W&D is reminded of an encounter between a German and Benito Mussolini (the buffoon of a dictator, who ruled Italy from 1922 until 1943) in Il Duce’s office overlooking Piazza Venezia in Rome.
Wasn’t it difficult to govern the Italians, asked the perplexed German. “Not at all,” replied Mussolini, “it is simply pointless.”
UK government to ban petrol and diesel cars by 2040
In a policy of amazing consequences, the UK government (and following France two weeks ago) has announced that from 2040 the sale of new petrol and diesel cars would be banned. That gives the industry 23 years in which to get its all-electric act together.
W&D sees the policy move as largely symbolic. The rapid speed at which electric cars are being introduced and at ever declining costs means that most cars will be electric by 2040 in any case.
The problems are many, of course. Not least of which is finding the power generating capacity to charge up 36.7m cars each day after evening rush hour. The boffins tell W&D that it is an increase of 30 gigawatts to the current peak of 61 GW. That's about 10 new nuclear power stations.
Still, W&D is sure the Greens will have worked it all out by then. As will the South Australian government.
Aaaaggghhhh. Sperm counts declined by 50%
Sperm counts in the western world have plummeted by 50% over the past 40 years and are continuing to decline, according to a study.
The research should be a wake-up call, fertility experts said, warning of increasing problems in trying to conceive, especially when combined with women putting off motherhood until their thirties.
Hagai Levine, of the Hebrew University Hadassah Braun School of Public Health and Community Medicine, Jerusalem, who led the study, said his findings should be treated as “the canary in the coalmine”.

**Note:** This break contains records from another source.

//! # Health-Check Stub Kernel
//!
//! A disposable [`KernelHandle`] that a plugin's first `initialize()` runs
//! against. It observes every call and succeeds well-formed ones at once,
//! but owns no listeners and reaches no shared state.
//!
//! A call is well-formed when it carries a reply, the plugin's own
//! `moduleName` and `moduleType: community`. A registration must name the
//! plugin itself as a community module.

use crate::domain::errors::HealthCheckError;
use parking_lot::Mutex;
use serde_json::json;
use shared_bus::{EventName, Handler, KernelHandle, ListenerId, Reply};
use shared_types::{BusError, ModuleType, Payload};
use std::sync::atomic::{AtomicU64, AtomicUsize, Ordering};
use tracing::debug;

/// Observing stand-in for the real kernel.
#[derive(Debug)]
pub struct StubKernel {
    module_name: String,
    calls: AtomicUsize,
    registrations: AtomicUsize,
    next_id: AtomicU64,
    violation: Mutex<Option<HealthCheckError>>,
}

impl StubKernel {
    /// Stub expecting calls from `module_name`.
    pub fn new(module_name: impl Into<String>) -> Self {
        Self {
            module_name: module_name.into(),
            calls: AtomicUsize::new(0),
            registrations: AtomicUsize::new(0),
            next_id: AtomicU64::new(1),
            violation: Mutex::new(None),
        }
    }

    /// Calls observed.
    pub fn calls(&self) -> usize {
        self.calls.load(Ordering::SeqCst)
    }

    /// Listener registrations observed (recorded, never installed).
    pub fn registrations(&self) -> usize {
        self.registrations.load(Ordering::SeqCst)
    }

    /// Health-check result: the first contract violation, else at least one call.
    pub fn verdict(&self) -> Result<usize, HealthCheckError> {
        if let Some(violation) = self.violation.lock().clone() {
            return Err(violation);
        }
        match self.calls() {
            0 => Err(HealthCheckError::NoCalls),
            calls => Ok(calls),
        }
    }

    fn check(&self, payload: &Payload, reply: &Reply) -> Result<(), HealthCheckError> {
        if !reply.is_present() {
            return Err(HealthCheckError::MissingReply);
        }
        let module = payload.module_identity().ok_or(HealthCheckError::MissingModuleName)?;
        if module.as_str() != self.module_name {
            return Err(HealthCheckError::ForeignIdentity {
                expected: self.module_name.clone(),
                found: module.to_string(),
            });
        }
        if payload.module_type != Some(ModuleType::Community) {
            return Err(HealthCheckError::WrongModuleType {
                found: payload.module_type,
            });
        }
        Ok(())
    }
}

impl KernelHandle for StubKernel {
    fn emit(&self, event: EventName, payload: Payload, reply: Reply) -> bool {
        self.calls.fetch_add(1, Ordering::SeqCst);
        match self.check(&payload, &reply) {
            Ok(()) => {
                debug!(module = %self.module_name, event = %event, "Stub kernel call accepted");
                reply.ok(json!({ "healthCheck": true }));
                true
            }
            Err(violation) => {
                debug!(module = %self.module_name, event = %event, %violation, "Stub kernel call rejected");
                self.violation.lock().get_or_insert(violation);
                if reply.is_present() {
                    reply.err(BusError::Dropped);
                }
                false
            }
        }
    }

    fn on(&self, event: EventName, module_name: &str, module_type: ModuleType, _handler: Handler) -> Option<ListenerId> {
        self.registrations.fetch_add(1, Ordering::SeqCst);
        let violation = if module_name != self.module_name {
            Some(HealthCheckError::ForeignIdentity {
                expected: self.module_name.clone(),
                found: module_name.to_string(),
            })
        } else if module_type != ModuleType::Community {
            Some(HealthCheckError::WrongModuleType {
                found: Some(module_type),
            })
        } else {
            None
        };
        if let Some(violation) = violation {
            debug!(module = %self.module_name, event = %event, %violation, "Stub kernel registration rejected");
            self.violation.lock().get_or_insert(violation);
            return None;
        }
        debug!(module = module_name, event = %event, "Stub kernel recorded a registration");
        Some(ListenerId::new(self.next_id.fetch_add(1, Ordering::SeqCst)))
    }

    fn off(&self, _id: ListenerId) -> bool {
        true
    }
}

W&D isn't sure about the canary bit. But with fewer prospective coalmines somehow referring to the "canary in the battery pack" doesn't have the same ring to it.
And in this world of troubles, Miscellany will soothe your troubled mind.
 Inter-generational Transfers and Household Structures: Why do most Italian Young Men Live with their Parents?, by Marco Manacorda and Enrico Moretti, CEP Discussion Paper No. 536.
 In 2003, Test cricket Shane Warne was banned from cricket for 12 months for taking a banned substance (a diuretic). He initial blamed his mother, who gave him the pill to "deal with his weight problem." The Warney 'It-was-My-Mother-Defence' is different to the 'Warney-Joe-The-Cameraman-Defence'.